## Data shown
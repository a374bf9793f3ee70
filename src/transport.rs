//! An HTTP client that talks to the Statsig API.
use std::{collections::HashMap, sync::Arc, time::Duration};

use reqwest::{
    blocking::Client,
    header::{HeaderMap, HeaderName, HeaderValue, CONTENT_TYPE},
    StatusCode, Url,
};
use serde::{de::DeserializeOwned, Serialize};

use crate::{
    retry::{retry, Attempt, Sleeper, ThreadSleeper, MAX_RETRIES},
    Error, Options, Result, SdkMetadata,
};

// Header names are case-insensitive on the wire; `HeaderName` requires lowercase.
pub(crate) const API_KEY_HEADER: HeaderName = HeaderName::from_static("statsig-api-key");
pub(crate) const CLIENT_TIME_HEADER: HeaderName = HeaderName::from_static("statsig-client-time");
pub(crate) const SESSION_ID_HEADER: HeaderName =
    HeaderName::from_static("statsig-server-session-id");
pub(crate) const SDK_TYPE_HEADER: HeaderName = HeaderName::from_static("statsig-sdk-type");
pub(crate) const SDK_VERSION_HEADER: HeaderName = HeaderName::from_static("statsig-sdk-version");

/// Per-attempt timeout shared by every request.
pub const REQUEST_TIMEOUT: Duration = Duration::from_secs(3);

const RETRY_BACKOFF: Duration = Duration::from_secs(1);

/// A successful (2xx) response.
#[derive(Debug, Clone, PartialEq)]
pub struct Response<T> {
    /// Status code returned by the server.
    pub status: StatusCode,
    /// Decoded JSON body. `None` if the server returned an empty body.
    pub body: Option<T>,
}

/// Sends signed JSON POST requests to the Statsig API.
///
/// Everything is fixed at construction: base URL, SDK key, session id and SDK metadata. Reuse the
/// same instance for the lifetime of the SDK, so it can reuse connections.
pub struct Transport {
    api: String,
    // Client holds a connection pool internally, so we're reusing the client between requests.
    client: Client,
    headers: HeaderMap,
    session_id: String,
    metadata: SdkMetadata,
    local_mode: bool,
    sleeper: Arc<dyn Sleeper + Send + Sync>,
}

impl Transport {
    /// Create a transport from SDK options.
    ///
    /// # Errors
    ///
    /// - [`Error::InvalidBaseUrl`] if the `api` override is not a valid URL.
    /// - [`Error::InvalidHeader`] if the SDK key or metadata cannot be sent as a header.
    /// - [`Error::Network`] if the HTTP client cannot be initialized.
    pub fn new(options: &Options) -> Result<Transport> {
        let api = options.api();
        let api = api.strip_suffix('/').unwrap_or(api).to_owned();
        Url::parse(&api).map_err(Error::InvalidBaseUrl)?;

        let session_id = uuid::Uuid::new_v4().to_string();

        let mut headers = sdk_headers(&options.sdk_key, &options.metadata)?;
        headers.insert(SESSION_ID_HEADER, header_value(SESSION_ID_HEADER, &session_id)?);

        let client = Client::builder().timeout(REQUEST_TIMEOUT).build()?;

        log::debug!(target: "statsig", api = api.as_str(), session_id = session_id.as_str(); "created transport");

        Ok(Transport {
            api,
            client,
            headers,
            session_id,
            metadata: options.metadata.clone(),
            local_mode: options.local_mode,
            sleeper: Arc::new(ThreadSleeper),
        })
    }

    #[cfg(test)]
    pub(crate) fn with_timeout(mut self, timeout: Duration) -> Transport {
        self.client = Client::builder().timeout(timeout).build().unwrap();
        self
    }

    #[cfg(test)]
    pub(crate) fn with_sleeper(mut self, sleeper: Arc<dyn Sleeper + Send + Sync>) -> Transport {
        self.sleeper = sleeper;
        self
    }

    /// Base URL requests are sent to, without a trailing slash.
    pub fn api(&self) -> &str {
        &self.api
    }

    /// Random identifier of this transport, sent as `STATSIG-SERVER-SESSION-ID`.
    pub fn session_id(&self) -> &str {
        &self.session_id
    }

    /// SDK metadata sent with every request.
    pub fn metadata(&self) -> &SdkMetadata {
        &self.metadata
    }

    /// POST `payload` to `endpoint` once.
    ///
    /// Returns `Ok(None)` without touching the network in local mode.
    pub fn post_request<T, R>(&self, endpoint: &str, payload: &T) -> Result<Option<Response<R>>>
    where
        T: Serialize + ?Sized,
        R: DeserializeOwned,
    {
        self.post_request_internal(endpoint, payload, 0, Duration::ZERO)
    }

    /// POST `payload` to `endpoint`, retrying transient failures up to `retries` times (capped at
    /// [`MAX_RETRIES`]) with a backoff of 1s, 10s, 100s, ...
    ///
    /// Only connection errors and status codes 408, 500, 502, 503, 504, 522, 524 and 599 are
    /// retried. Any other non-2xx status is returned immediately.
    pub fn retryable_post_request<T, R>(
        &self,
        endpoint: &str,
        payload: &T,
        retries: u32,
    ) -> Result<Option<Response<R>>>
    where
        T: Serialize + ?Sized,
        R: DeserializeOwned,
    {
        self.post_request_internal(endpoint, payload, retries.min(MAX_RETRIES), RETRY_BACKOFF)
    }

    fn post_request_internal<T, R>(
        &self,
        endpoint: &str,
        payload: &T,
        retries: u32,
        backoff: Duration,
    ) -> Result<Option<Response<R>>>
    where
        T: Serialize + ?Sized,
        R: DeserializeOwned,
    {
        if self.local_mode {
            log::trace!(target: "statsig", endpoint; "local mode, skipping request");
            return Ok(None);
        }

        let body = serde_json::to_vec(payload)?;
        let url = format!("{}{}", self.api, endpoint);

        let response = retry(retries, backoff, &*self.sleeper, || {
            self.send(&url, body.clone())
        })?;

        Ok(Some(response))
    }

    fn send<R: DeserializeOwned>(&self, url: &str, body: Vec<u8>) -> Attempt<Response<R>, Error> {
        log::debug!(target: "statsig", url; "sending request");
        let response = match self
            .client
            .post(url)
            .headers(self.headers.clone())
            .header(CONTENT_TYPE, "application/json")
            .header(CLIENT_TIME_HEADER, client_time())
            .body(body)
            .send()
        {
            Ok(response) => response,
            Err(err) => {
                // No response to classify, so the failure is treated as transient.
                log::warn!(target: "statsig", url; "error while sending request: {:?}", err);
                return Attempt::retry(Err(Error::from(err)));
            }
        };

        let status = response.status();
        if !status.is_success() {
            log::warn!(target: "statsig", url, status = status.as_u16(); "received non-2xx response");
            let result = Err(Error::UnexpectedStatus(status));
            return if should_retry(status) {
                Attempt::retry(result)
            } else {
                Attempt::done(result)
            };
        }

        Attempt::done(decode(status, response))
    }

    /// Issue a single unretried GET with caller-supplied headers. Used for resources hosted
    /// outside of the Statsig API, so no SDK headers are attached.
    ///
    /// Returns `Ok(None)` without touching the network in local mode.
    pub fn get(
        &self,
        url: &str,
        headers: &HashMap<String, String>,
    ) -> Result<Option<reqwest::blocking::Response>> {
        if self.local_mode {
            log::trace!(target: "statsig", url; "local mode, skipping request");
            return Ok(None);
        }

        let mut request = self.client.get(url);
        for (name, value) in headers {
            request = request.header(name.as_str(), value.as_str());
        }
        Ok(Some(request.send()?))
    }
}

## Task instructions
Nothing but a number, please, for how many lines of the data hold "Some".

## Finished task
2